(Beginning of Supplied data)

//! IAM verification and grant flows.
//!
//! Verification reads through the permission cache and only asks the provider
//! to build the grant list on a miss. Every mutation is forwarded to the
//! provider first and then invalidates the affected cache scope locally,
//! without waiting for the provider's own invalidation event.

use std::sync::Arc;

use serde::{Deserialize, Serialize};
use serde_json::{Map, Value, json};
use tracing::{debug, info};

use super::upstream::{UpstreamClient, UpstreamError};
use crate::auth::matcher::{MatchResult, PermissionFilter, match_permission};
use crate::auth::permissions::Action;
use crate::cache::{CacheFacade, CacheLookup, InvalidationRequest};
use crate::error::AppError;

pub const ACTION_ACCESS_BUILD: &str = "api.application.iam.access.build";
pub const ACTION_ACCESS_GRANT: &str = "api.application.iam.access.grant";
pub const ACTION_ACCESS_REVOKE: &str = "api.application.iam.access.revoke";
pub const ACTION_PERMISSION_SAVE: &str = "api.application.iam.permission.save";
pub const ACTION_PERMISSION_FILTER: &str = "api.application.iam.permission.filter";
pub const ACTION_PERMISSION_DELETE: &str = "api.application.iam.permission.delete";
pub const ACTION_CATEGORY_USER_SAVE: &str = "api.application.iam.category.user.save";
pub const ACTION_CATEGORY_USER_FILTER: &str = "api.application.iam.category.user.filter";
pub const ACTION_CATEGORY_USER_DELETE: &str = "api.application.iam.category.user.delete";
pub const ACTION_API_KEY_VERIFY: &str = "api.application.apiKey.verify";

fn present(value: &Option<String>) -> Option<&str> {
    value.as_deref().filter(|v| !v.is_empty())
}

fn require<'a>(value: &'a str, message: &str) -> Result<&'a str, AppError> {
    if value.is_empty() {
        Err(AppError::InvalidInput(message.to_string()))
    } else {
        Ok(value)
    }
}

#[derive(Debug, Clone, Default, Serialize, Deserialize)]
pub struct VerifyRequest {
    #[serde(default)]
    pub access_id: String,
    #[serde(default)]
    pub role_id: Option<String>,
    #[serde(default)]
    pub user_id: Option<String>,
    #[serde(default)]
    pub category: Option<String>,
    #[serde(default)]
    pub pattern: bool,
    #[serde(default)]
    pub action: Option<Vec<String>>,
    #[serde(default)]
    pub entity_type: Option<String>,
    #[serde(default)]
    pub entity_id: Option<String>,
}

/// A role lookup returns the raw grant list; a user lookup returns a match verdict.
#[derive(Debug, Clone, PartialEq, Eq, Serialize)]
#[serde(untagged)]
pub enum VerifyResponse {
    Entries(Vec<String>),
    Match(MatchResult),
}

/// Grant or revoke a role on an access for one user.
#[derive(Debug, Clone, Default, Serialize, Deserialize)]
pub struct AccessGrantRequest {
    #[serde(default)]
    pub access_id: String,
    #[serde(default)]
    pub user_id: String,
    #[serde(default)]
    pub role_id: Option<String>,
    /// Role code, used instead of `role_id` when given.
    #[serde(default)]
    pub role: Option<String>,
}

/// Which permission a grant or revoke addresses.
#[derive(Debug, Clone, Default, Serialize, Deserialize)]
pub struct PermissionTarget {
    #[serde(default)]
    pub access_id: String,
    #[serde(default)]
    pub category: Option<String>,
    #[serde(default)]
    pub category_id: Option<String>,
    #[serde(default)]
    pub role: Option<String>,
    #[serde(default)]
    pub role_id: Option<String>,
    #[serde(default)]
    pub user_id: Option<String>,
    #[serde(default)]
    pub entity_type: Option<String>,
    #[serde(default)]
    pub entity_id: Option<String>,
}

impl PermissionTarget {
    fn validate(&self) -> Result<(), AppError> {
        require(&self.access_id, "Missing access information")?;
        if present(&self.category).is_none() && present(&self.category_id).is_none() {
            return Err(AppError::InvalidInput("Missing category information".to_string()));
        }
        Ok(())
    }

    /// Provider payload. Codes win over ids and the user travels as `profile_id`.
    fn provider_payload(&self) -> Map<String, Value> {
        let mut payload = Map::new();
        payload.insert("access_id".to_string(), json!(self.access_id));

        match (present(&self.category), present(&self.category_id)) {
            (Some(category), _) => payload.insert("category".to_string(), json!(category)),
            (None, Some(category_id)) => payload.insert("category_id".to_string(), json!(category_id)),
            (None, None) => None,
        };
        match (present(&self.role), present(&self.role_id)) {
            (Some(role), _) => payload.insert("role".to_string(), json!(role)),
            (None, Some(role_id)) => payload.insert("role_id".to_string(), json!(role_id)),
            (None, None) => None,
        };
        if let Some(user_id) = present(&self.user_id) {
            payload.insert("profile_id".to_string(), json!(user_id));
        }
        if let Some(entity_type) = present(&self.entity_type) {
            payload.insert("entity_type".to_string(), json!(entity_type));
        }
        if let Some(entity_id) = present(&self.entity_id) {
            payload.insert("entity_id".to_string(), json!(entity_id));
        }
        payload
    }
}

#[derive(Debug, Clone, Default, Serialize, Deserialize)]
pub struct PermissionGrantRequest {
    #[serde(flatten)]
    pub target: PermissionTarget,
    #[serde(default)]
    pub create: Option<bool>,
    #[serde(default)]
    pub read: Option<bool>,
    #[serde(default)]
    pub update: Option<bool>,
    #[serde(default)]
    pub delete: Option<bool>,
}

/// Arbitrary provider action forwarded as-is.
#[derive(Debug, Clone, Default, Serialize, Deserialize)]
pub struct CustomRequest {
    #[serde(default)]
    pub action: String,
    #[serde(default)]
    pub payload: Value,
}

/// Provider results for mutations default to an empty object.
fn mutation_result(result: Value) -> Value {
    if result.is_null() { json!({}) } else { result }
}

fn grant_entries(result: Value) -> Result<Vec<String>, UpstreamError> {
    match result {
        Value::Null => Ok(Vec::new()),
        Value::Array(items) => Ok(items
            .into_iter()
            .filter_map(|item| match item {
                Value::String(s) if !s.is_empty() => Some(s),
                _ => None,
            })
            .collect()),
        other => Err(UpstreamError::InvalidResponse(format!(
            "expected grant list, got {}",
            other
        ))),
    }
}

/// IAM operations over the cache and the provider.
#[derive(Clone)]
pub struct IamService {
    cache: CacheFacade,
    upstream: Arc<dyn UpstreamClient>,
}

impl IamService {
    pub fn new(cache: CacheFacade, upstream: Arc<dyn UpstreamClient>) -> Self {
        Self { cache, upstream }
    }

    pub fn cache(&self) -> &CacheFacade {
        &self.cache
    }

    /// Ask the provider whether the configured key is accepted.
    pub async fn verify_key(&self) -> Result<(), AppError> {
        self.upstream.dispatch(ACTION_API_KEY_VERIFY, json!({})).await?;
        debug!("Provider key accepted");
        Ok(())
    }

    /// Forward a caller-chosen action and payload to the provider.
    ///
    /// The cache is not touched; mutations made this way are picked up through provider events.
    pub async fn custom(&self, request: CustomRequest) -> Result<Value, AppError> {
        let action = require(&request.action, "Missing action name")?;
        if !request.payload.is_object() {
            return Err(AppError::InvalidInput("Missing action payload".to_string()));
        }

        let result = self.upstream.dispatch(action, request.payload).await?;
        debug!(action, "Custom action dispatched");
        Ok(mutation_result(result))
    }

    /// Check a role or user against the cached (or freshly built) grant list.
    pub async fn verify(&self, request: VerifyRequest) -> Result<VerifyResponse, AppError> {
        let access_id = require(&request.access_id, "Missing access information")?;
        let role_id = present(&request.role_id);

        let (lookup, payload) = match (role_id, present(&request.user_id)) {
            (Some(role_id), _) => (
                CacheLookup::role(access_id, role_id),
                json!({"access_id": access_id, "role_id": role_id}),
            ),
            (None, Some(user_id)) => (
                CacheLookup::user(access_id, user_id),
                json!({"access_id": access_id, "profile_id": user_id}),
            ),
            (None, None) => {
                return Err(AppError::InvalidInput(
                    "Either role_id or user_id must be specified".to_string(),
                ));
            }
        };

        let entries = match self.cache.hit(&lookup).await? {
            Some(entries) => entries,
            None => {
                let result = self.upstream.dispatch(ACTION_ACCESS_BUILD, payload).await?;
                let entries = grant_entries(result)?;
                self.cache.save(&lookup, entries.clone()).await?;
                entries
            }
        };

        if role_id.is_some() {
            return Ok(VerifyResponse::Entries(entries));
        }

        let Some(category) = present(&request.category) else {
            return Ok(VerifyResponse::Match(MatchResult::default()));
        };
        if entries.is_empty() {
            return Ok(VerifyResponse::Match(MatchResult::default()));
        }

        let filter = PermissionFilter {
            category: category.to_string(),
            pattern: request.pattern,
            action: request.action.as_deref().and_then(Action::parse_list),
            entity_type: present(&request.entity_type).map(str::to_string),
            entity_id: present(&request.entity_id).map(str::to_string),
        };
        Ok(VerifyResponse::Match(match_permission(&entries, &filter)))
    }

    pub async fn grant_access(&self, request: AccessGrantRequest) -> Result<Value, AppError> {
        self.change_access(ACTION_ACCESS_GRANT, request).await
    }

    pub async fn revoke_access(&self, request: AccessGrantRequest) -> Result<Value, AppError> {
        self.change_access(ACTION_ACCESS_REVOKE, request).await
    }

    async fn change_access(&self, action: &str, request: AccessGrantRequest) -> Result<Value, AppError> {
        let access_id = require(&request.access_id, "Missing access information")?;
        let user_id = require(&request.user_id, "Missing user information")?;

        let mut payload = json!({"access_id": access_id, "profile_id": user_id});
        match (present(&request.role), present(&request.role_id)) {
            (Some(role), _) => payload["role_code"] = json!(role),
            (None, Some(role_id)) => payload["role_id"] = json!(role_id),
            (None, None) => {
                return Err(AppError::InvalidInput("Missing role information".to_string()));
            }
        }

        let result = self.upstream.dispatch(action, payload).await?;
        self.cache
            .invalidate(&InvalidationRequest::user(access_id, user_id))
            .await;

        info!(action, access_id, user_id, "Access changed");
        Ok(mutation_result(result))
    }

    pub async fn grant_permission(&self, request: PermissionGrantRequest) -> Result<Value, AppError> {
        let target = &request.target;
        target.validate()?;

        let mut payload = target.provider_payload();
        for (name, flag) in [
            ("create", request.create),
            ("read", request.read),
            ("update", request.update),
            ("delete", request.delete),
        ] {
            if let Some(flag) = flag {
                payload.insert(name.to_string(), json!(flag));
            }
        }

        let user_id = present(&target.user_id);
        let action = if user_id.is_some() {
            ACTION_CATEGORY_USER_SAVE
        } else {
            ACTION_PERMISSION_SAVE
        };

        let result = self.upstream.dispatch(action, Value::Object(payload)).await?;
        self.cache
            .invalidate(&scoped_invalidation(&target.access_id, user_id))
            .await;

        info!(action, access_id = %target.access_id, "Permission granted");
        Ok(mutation_result(result))
    }

    /// Find the permission (or the user's category grant) and delete it.
    ///
    /// Nothing found is not an error: the cache is still invalidated.
    pub async fn revoke_permission(&self, target: PermissionTarget) -> Result<Value, AppError> {
        target.validate()?;
        let payload = Value::Object(target.provider_payload());
        let mut result = Value::Null;

        let invalidation = match present(&target.user_id) {
            None => {
                let found = self.upstream.dispatch(ACTION_PERMISSION_FILTER, payload).await?;
                if let Some(found) = found.as_object() {
                    let delete = json!({"id": found.get("id").cloned().unwrap_or(Value::Null)});
                    result = self.upstream.dispatch(ACTION_PERMISSION_DELETE, delete).await?;
                }
                InvalidationRequest::access(target.access_id.as_str())
            }
            Some(user_id) => {
                let found = self.upstream.dispatch(ACTION_CATEGORY_USER_FILTER, payload).await?;
                match found.as_object() {
                    Some(found) => {
                        let delete = json!({
                            "category_id": found.get("category_id").cloned().unwrap_or(Value::Null),
                            "id": found.get("id").cloned().unwrap_or(Value::Null),
                        });
                        result = self.upstream.dispatch(ACTION_CATEGORY_USER_DELETE, delete).await?;
                        InvalidationRequest::user(target.access_id.as_str(), user_id)
                    }
                    None => {
                        debug!(access_id = %target.access_id, user_id, "No user category grant to revoke");
                        InvalidationRequest::access(target.access_id.as_str())
                    }
                }
            }
        };

        self.cache.invalidate(&invalidation).await;
        Ok(mutation_result(result))
    }
}

fn scoped_invalidation(access_id: &str, user_id: Option<&str>) -> InvalidationRequest {
    match user_id {
        Some(user_id) => InvalidationRequest::user(access_id, user_id),
        None => InvalidationRequest::access(access_id),
    }
}
//! Liveness and readiness checks.

use std::collections::HashMap;

use serde::{Deserialize, Serialize};

pub mod handlers;

pub use handlers::{liveness_handler, readiness_handler};

/// Health status for individual services
#[derive(Debug, Clone, PartialEq, Eq, Serialize, Deserialize)]
#[serde(rename_all = "lowercase")]
pub enum HealthStatus {
    Healthy,
    Starting,
}

#[derive(Debug, Clone, Serialize, Deserialize)]
pub struct ServiceHealth {
    pub status: HealthStatus,
    pub message: String,
}

impl ServiceHealth {
    fn new(status: HealthStatus, message: impl Into<String>) -> Self {
        Self {
            status,
            message: message.into(),
        }
    }
}

/// Readiness check body.
#[derive(Debug, Clone, Serialize, Deserialize)]
pub struct HealthResponse {
    /// Worst of all services
    pub status: HealthStatus,
    pub services: HashMap<String, ServiceHealth>,
    pub uptime_seconds: u64,
}

impl HealthResponse {
    pub fn from_services(services: HashMap<String, ServiceHealth>, uptime_seconds: u64) -> Self {
        let status = if services.values().all(|s| s.status == HealthStatus::Healthy) {
            HealthStatus::Healthy
        } else {
            HealthStatus::Starting
        };
        Self {
            status,
            services,
            uptime_seconds,
        }
    }
}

(End of Supplied data)

- About this exercise
For each line in the records that contains the word "CustomRequest", make a copy.

- Result
pub struct CustomRequest {
    pub async fn custom(&self, request: CustomRequest) -> Result<Value, AppError> {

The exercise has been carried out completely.